A Reconsideration of Kongleeshee

These misty Korean mountains don't know who's boss.

Oh what an annoying word! And how often has the annoying idea behind this annoying word annoyed us? How many times have we found ourselves standing inside a bus, overhearing, relentlessly overhearing, an impenetrable Korean conversation, a garble of rapid syllables we have heard a thousand times before without ever managing to divine their meanings—how often has a word from our own beloved English gleamed forth from this slew of sludge as brightly as a sunbeam on the surface of a lake, only to be sullied and generally mucked up by the unconscionable accent of the Korean speaker uttering one of the few treasured English words he or she possesses? It happens every day! Konglishee!

Bussuh! Subisuh! Konsetuh! Pija! Taekshi! Kamela! Hond-uh-pone! Bideo! Beejon! Cheekeen! Wondupul! Olanji! Gay! Banana! Jew!

Wah-oow!

Incidentally, the great nation of Korea may be the only nation on Earth that is actually (and totally) in love with Judaism. I can’t even count the times I’ve had schoolchildren, teenagers, adults, and even old people come up to me and say: “Let’s go to the Jew! Isn’t the Jew so much fun? The Jew has so many animals! I love the Jew!” There really aren’t too many Jews here, which must account for the fact that there only seems to be one in each major city, and for some reason Koreans are convinced that Jews are zoophiles, but still, this peculiar cultural quirk, that of Jewophilia, or Judaephilia, or Pro-Semitophilia (interesting how English appears to lack a word to describe someone who admires Jewish culture…), certainly merits further study.

Anyway, about Konglishee, or Konglish—this is the interesting thing. Most of the words that the Korean language has picked up from the English one aren’t even English at all. Let’s look at that list I wrote above one more time, in a way that native English speakers who have never been to Korea can understand.

Bus! Service! Concert! Pizza! Taxi! Camera! Hand phone! Video! Vision! Chicken! Wonderful! Orange! Gay! Banana! Zoo!

And what about their etymologies? How many can be said to belong to the pure core of luscious English that rolled forth from the tongue of that nameless bard who wrote Beowulf? Let’s take a cursory glance.
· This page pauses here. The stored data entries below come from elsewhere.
//! Bluetooth Module
//!
//! BLE communication with the Oignies SNCV train module.
//!
//! ## Architecture
//!
//! ```text
//! ┌─────────────────────────────────────────────────────────┐
//! │                   TrainRemoteService                     │
//! │     (Bluetooth thread - executes UI commands in order)   │
//! └─────────────────────┬───────────────────────────────────┘
//!                       │
//!         ┌─────────────┴──────────────┐
//!         │                            │
//!         ▼                            ▼
//! ┌───────────────────┐  shared  ┌───────────────────┐
//! │ ConnectionManager │◄──link──►│ CommandDispatcher │
//! │ - discovery       │          │ - Command encode  │
//! │ - connect/close   │          │ - TrainState      │
//! │ - link loss       │          │   mirror          │
//! └─────────┬─────────┘          └───────────────────┘
//!           │
//!           ▼
//! ┌───────────────────┐
//! │   BleTransport    │  WinRT on Windows, unsupported elsewhere
//! └───────────────────┘
//! ```
//!
//! ## Modules
//!
//! - [`protocol`] - UUIDs and the JSON command format
//! - [`transport`] - Traits a platform backend implements
//! - [`connection`] - Session lifecycle
//! - [`dispatcher`] - Setters and the optimistic state mirror
//! - [`service`] - Bluetooth thread and UI handle

pub mod connection;
pub mod dispatcher;
pub mod protocol;
#[cfg(any(windows, test))]
mod scanner;
pub mod service;
pub mod transport;
#[cfg(windows)]
pub mod winrt;

use std::sync::Arc;
use transport::BleTransport;

// Re-export main service for convenience
pub use service::{RemoteHandle, TrainRemoteService};

/// The BLE backend for this host.
pub fn platform_transport() -> Arc<dyn BleTransport> {
    #[cfg(windows)]
    {
        Arc::new(winrt::WinRtTransport)
    }
    #[cfg(not(windows))]
    {
        Arc::new(transport::UnsupportedTransport)
    }
}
Bus comes from omnibus, Latin for “for-all.” Service comes from the Latin word for slavery. Concert is Italian, as is Pizza. Taxi comes from the French word for tariff. Camera is obviously Latin! Phone is Greek! Video is Latin, and comes from the same place as Vision! Orange is Arabic! Gay is French (duh)! Banana, that unchangeable word, that word that is always the same everywhere you go, is from Mali! And zoo is Greek!

Wow!

What words remain?

Hand, and wonderful, can be said to have their roots in Old English. A modern Korean who (unluckily) found himself time-teleported to Heorot could potentially understand these two words, especially if one of the mead wenches were to begin flirting with him and his pale, powdered, soaped, recently-manicured, perfumed, fingers, and declare, why, what a wonderful hand!

So I think it’s obvious that Konglishee needs a re-evaluation. These words entered the Korean language through the English one, but very few of them are actually English, so it has to be said, instead, that English is the vehicle that transported these words across time to the Hermit Kingdom, and not exactly their source. This is just like those endless debates about the nature of Jesus Christ that consumed the Byzantine consciousness for a thousand years, obviously. As a white person I am naturally a stickler when it comes to English, and I just wanted to say this: the English words that Koreans almost always mispronounce are not even English.

This sub-dialect deserves a different name. I propose Internationalee, with the addendum that any word familiar to English speakers spoken aloud with that ridiculously strange Korean accent will invariably sound terrible.